EXERCISE AIM ::
Under this task are some entries; return every one of them exactly.

Records from a collection ::

■ ■ ■ ■ ■ ■ ■

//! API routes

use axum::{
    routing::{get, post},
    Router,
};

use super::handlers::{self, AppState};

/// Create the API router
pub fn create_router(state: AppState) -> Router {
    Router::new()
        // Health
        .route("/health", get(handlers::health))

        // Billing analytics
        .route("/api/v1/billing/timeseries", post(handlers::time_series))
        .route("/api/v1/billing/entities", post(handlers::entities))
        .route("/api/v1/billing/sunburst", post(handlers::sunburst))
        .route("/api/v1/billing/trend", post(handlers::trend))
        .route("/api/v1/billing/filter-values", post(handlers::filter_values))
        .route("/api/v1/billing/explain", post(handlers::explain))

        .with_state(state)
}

■ ■ ■ ■ ■ ■ ■

COMPLETED EXERCISE ::
//! API routes

use axum::{
    routing::{get, post},
    Router,
};

use super::handlers::{self, AppState};

/// Create the API router
pub fn create_router(state: AppState) -> Router {
    Router::new()
        // Health
        .route("/health", get(handlers::health))

        // Billing analytics
        .route("/api/v1/billing/timeseries", post(handlers::time_series))
        .route("/api/v1/billing/entities", post(handlers::entities))
        .route("/api/v1/billing/sunburst", post(handlers::sunburst))
        .route("/api/v1/billing/trend", post(handlers::trend))
        .route("/api/v1/billing/filter-values", post(handlers::filter_values))
        .route("/api/v1/billing/explain", post(handlers::explain))

        .with_state(state)
}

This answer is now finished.